• DATA PROVIDED:
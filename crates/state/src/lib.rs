use std::collections::HashMap;

use chrono::Utc;
use serde::{Deserialize, Serialize};

/// A product page under watch. Read from the config file at startup and
/// immutable for the lifetime of a run.
#[derive(Debug, Clone, Serialize, Deserialize, PartialEq, Eq)]
pub struct TrackedItem {
    pub url: String,
    pub name: String,
}

/// One cycle's extracted reading for one tracked page.
///
/// `price` of 0.0 means the page carried no readable price this cycle;
/// stock alone is still worth tracking.
#[derive(Debug, Clone, Serialize, Deserialize, PartialEq)]
pub struct Observation {
    pub url: String,
    pub name: String,
    pub stock: u32,
    pub price: f64,
    pub fetched_at_ms: i64,
}

impl Observation {
    pub fn new(item: &TrackedItem, stock: u32, price: f64) -> Self {
        Self {
            url: item.url.clone(),
            name: item.name.clone(),
            stock,
            price,
            fetched_at_ms: Utc::now().timestamp_millis(),
        }
    }

    pub fn price_known(&self) -> bool {
        self.price > 0.0
    }
}

/// Last committed (stock, price) for one url.
#[derive(Debug, Clone, Copy, Serialize, Deserialize, PartialEq)]
pub struct StateEntry {
    pub stock: u32,
    pub price: f64,
}

/// Last-committed state per url, the baseline every diff runs against.
///
/// Owned by the monitor loop; mutated only after a cycle's fetch barrier,
/// so no locking. Entries are never removed during a run.
#[derive(Debug, Default)]
pub struct StateStore {
    entries: HashMap<String, StateEntry>,
}

impl StateStore {
    pub fn new() -> Self {
        Self::default()
    }

    pub fn is_empty(&self) -> bool {
        self.entries.is_empty()
    }

    pub fn len(&self) -> usize {
        self.entries.len()
    }

    pub fn get(&self, url: &str) -> Option<&StateEntry> {
        self.entries.get(url)
    }

    /// Overwrite the entry for every given observation. Urls absent from
    /// `observations` keep their last committed value.
    pub fn commit(&mut self, observations: &[Observation]) {
        for obs in observations {
            self.entries.insert(
                obs.url.clone(),
                StateEntry {
                    stock: obs.stock,
                    price: obs.price,
                },
            );
        }
    }
}
use std::fs;
use std::path::Path;

use anyhow::{bail, Result};
use serde::Deserialize;
use state::TrackedItem;

/// File-backed monitor configuration. Read once at startup, never re-read.
#[derive(Debug, Clone, Deserialize)]
pub struct MonitorConfig {
    pub items: Vec<TrackedItem>,

    #[serde(default = "default_interval_secs")]
    pub interval_secs: u64,

    #[serde(default = "default_max_workers")]
    pub max_workers: usize,

    #[serde(default = "default_stock_pattern")]
    pub stock_pattern: String,

    #[serde(default = "default_price_pattern")]
    pub price_pattern: String,

    #[serde(default = "default_message_title")]
    pub message_title: String,
}

fn default_interval_secs() -> u64 {
    10
}

fn default_max_workers() -> usize {
    6
}

fn default_stock_pattern() -> String {
    extract::DEFAULT_STOCK_PATTERN.to_string()
}

fn default_price_pattern() -> String {
    extract::DEFAULT_PRICE_PATTERN.to_string()
}

fn default_message_title() -> String {
    notify::DEFAULT_TITLE.to_string()
}

impl MonitorConfig {
    pub fn load(path: impl AsRef<Path>) -> Result<Self> {
        let raw = fs::read_to_string(path)?;
        let config: Self = serde_json::from_str(&raw)?;
        Ok(config)
    }

    pub fn validate(&self) -> Result<()> {
        if self.items.is_empty() {
            bail!("config must list at least one tracked item");
        }
        for item in &self.items {
            if item.url.is_empty() {
                bail!("tracked item {:?} is missing a url", item.name);
            }
            if item.name.is_empty() {
                bail!("tracked item {:?} is missing a name", item.url);
            }
        }
        if self.interval_secs == 0 {
            bail!("interval_secs must be at least 1");
        }
        if self.max_workers == 0 {
            bail!("max_workers must be at least 1");
        }
        Ok(())
    }
}

#[cfg(test)]
mod tests {
    use super::*;
    use std::io::Write;

    fn minimal() -> MonitorConfig {
        serde_json::from_str(
            r#"{"items": [{"url": "https://fk.o808o.com/buy/5", "name": "小黑子注册码"}]}"#,
        )
        .expect("minimal config")
    }

    #[test]
    fn defaults_fill_everything_but_items() {
        let config = minimal();
        assert_eq!(config.interval_secs, 10);
        assert_eq!(config.max_workers, 6);
        assert_eq!(config.stock_pattern, extract::DEFAULT_STOCK_PATTERN);
        assert_eq!(config.price_pattern, extract::DEFAULT_PRICE_PATTERN);
        assert_eq!(config.message_title, notify::DEFAULT_TITLE);
        config.validate().expect("minimal config should validate");
    }

    #[test]
    fn rejects_empty_item_list() {
        let config: MonitorConfig = serde_json::from_str(r#"{"items": []}"#).expect("parse");
        let err = config.validate().expect_err("should reject");
        assert!(err.to_string().contains("at least one tracked item"));
    }

    #[test]
    fn rejects_zero_workers() {
        let mut config = minimal();
        config.max_workers = 0;
        let err = config.validate().expect_err("should reject");
        assert!(err.to_string().contains("max_workers"));
    }

    #[test]
    fn rejects_zero_interval() {
        let mut config = minimal();
        config.interval_secs = 0;
        let err = config.validate().expect_err("should reject");
        assert!(err.to_string().contains("interval_secs"));
    }

    #[test]
    fn rejects_item_without_url() {
        let config: MonitorConfig =
            serde_json::from_str(r#"{"items": [{"url": "", "name": "thing"}]}"#).expect("parse");
        assert!(config.validate().is_err());
    }

    #[test]
    fn loads_from_file() {
        let mut file = tempfile::NamedTempFile::new().expect("temp file");
        write!(
            file,
            r#"{{"items": [{{"url": "https://example.com/buy/1", "name": "a"}}], "interval_secs": 30}}"#
        )
        .expect("write config");

        let config = MonitorConfig::load(file.path()).expect("load");
        assert_eq!(config.interval_secs, 30);
        assert_eq!(config.items.len(), 1);
    }

    #[test]
    fn missing_file_is_an_error() {
        assert!(MonitorConfig::load("/nonexistent/monitor.json").is_err());
    }
}
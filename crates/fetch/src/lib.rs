use std::time::Duration;

use reqwest::header::{HeaderMap, HeaderValue, ACCEPT, ACCEPT_LANGUAGE, USER_AGENT};
use reqwest::StatusCode;
use thiserror::Error;

pub const DEFAULT_TIMEOUT: Duration = Duration::from_secs(10);

const USER_AGENT_VALUE: &str = "Mozilla/5.0 (Windows NT 10.0; Win64; x64) \
     AppleWebKit/537.36 (KHTML, like Gecko) Chrome/91.0.4472.124 Safari/537.36";
const ACCEPT_VALUE: &str =
    "text/html,application/xhtml+xml,application/xml;q=0.9,image/avif,image/webp,*/*;q=0.8";
const ACCEPT_LANGUAGE_VALUE: &str = "zh-CN,zh;q=0.9";

#[derive(Debug, Error)]
pub enum FetchError {
    #[error("request timed out")]
    Timeout,
    #[error("network error: {0}")]
    Network(#[from] reqwest::Error),
    #[error("unexpected status {0}")]
    Status(StatusCode),
}

/// Shared HTTP client for product pages: fixed timeout, fixed browser-like
/// header set. Cheap to clone; safe to use from concurrent workers.
#[derive(Clone)]
pub struct PageClient {
    client: reqwest::Client,
}

impl PageClient {
    pub fn new(timeout: Duration) -> Result<Self, reqwest::Error> {
        let mut headers = HeaderMap::new();
        headers.insert(USER_AGENT, HeaderValue::from_static(USER_AGENT_VALUE));
        headers.insert(ACCEPT, HeaderValue::from_static(ACCEPT_VALUE));
        headers.insert(ACCEPT_LANGUAGE, HeaderValue::from_static(ACCEPT_LANGUAGE_VALUE));
        let client = reqwest::Client::builder()
            .timeout(timeout)
            .default_headers(headers)
            .build()?;
        Ok(Self { client })
    }

    /// GET one tracked url and return the raw body text. Non-2xx responses
    /// are failures; redirects are followed by the client.
    pub async fn fetch_text(&self, url: &str) -> Result<String, FetchError> {
        let response = self.client.get(url).send().await.map_err(classify)?;
        let status = response.status();
        if !status.is_success() {
            return Err(FetchError::Status(status));
        }
        response.text().await.map_err(classify)
    }
}

fn classify(err: reqwest::Error) -> FetchError {
    if err.is_timeout() {
        FetchError::Timeout
    } else {
        FetchError::Network(err)
    }
}
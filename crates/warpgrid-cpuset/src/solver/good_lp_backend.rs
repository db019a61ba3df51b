//! `good_lp` adapter using the pure-Rust `microlp` branch-and-bound backend.

use good_lp::{
    Expression, ProblemVariables, ResolutionError, Solution as _, SolverModel, Variable,
    constraint, microlp, variable,
};
use tracing::debug;

use crate::model::{Domain, Model, Relation, Solution, SolveStatus, Solver};

/// MILP backend backed by `good_lp` + `microlp`.
#[derive(Debug, Clone, Copy, Default)]
pub struct GoodLpSolver;

impl GoodLpSolver {
    pub fn new() -> Self {
        Self
    }
}

impl Solver for GoodLpSolver {
    fn minimize(&self, model: &Model) -> Solution {
        let mut problem = ProblemVariables::new();
        let vars: Vec<Variable> = model
            .variables()
            .iter()
            .map(|v| {
                let def = match v.domain {
                    Domain::Binary => variable().binary(),
                    Domain::Integer { min, max } => variable().integer().min(min).max(max),
                    Domain::Continuous { min, max } => variable().min(min).max(max),
                };
                problem.add(def)
            })
            .collect();

        let objective: Expression = vars
            .iter()
            .zip(model.variables())
            .filter(|(_, def)| def.cost != 0.0)
            .map(|(&var, def)| def.cost * var)
            .sum();

        let mut lp = problem.minimise(objective).using(microlp);
        for row in model.constraints() {
            let lhs: Expression = row
                .terms
                .iter()
                .map(|&(v, c)| c * vars[v.index()])
                .sum();
            let c = match row.relation {
                Relation::Le => constraint::leq(lhs, row.rhs),
                Relation::Ge => constraint::geq(lhs, row.rhs),
                Relation::Eq => constraint::eq(lhs, row.rhs),
            };
            lp = lp.with(c);
        }

        match lp.solve() {
            Ok(solution) => {
                let values: Vec<f64> = vars.iter().map(|&v| solution.value(v)).collect();
                let objective = model.objective(&values);
                debug!(objective, "microlp returned optimal solution");
                Solution::optimal(values, objective)
            }
            Err(ResolutionError::Infeasible) => {
                Solution::failed(SolveStatus::Infeasible, "microlp: problem is infeasible")
            }
            Err(e) => Solution::failed(SolveStatus::Error, format!("microlp: {e}")),
        }
    }
}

• WHAT NEEDS TO BE DONE: Please, from the entries above, set down exactly the lines from the one containing "last committed value." through the one containing "pub struct MonitorConfig", and only those.

• WRITTEN RESPONSE:
    /// `observations` keep their last committed value.
    pub fn commit(&mut self, observations: &[Observation]) {
        for obs in observations {
            self.entries.insert(
                obs.url.clone(),
                StateEntry {
                    stock: obs.stock,
                    price: obs.price,
                },
            );
        }
    }
}
use std::fs;
use std::path::Path;

use anyhow::{bail, Result};
use serde::Deserialize;
use state::TrackedItem;

/// File-backed monitor configuration. Read once at startup, never re-read.
#[derive(Debug, Clone, Deserialize)]
pub struct MonitorConfig {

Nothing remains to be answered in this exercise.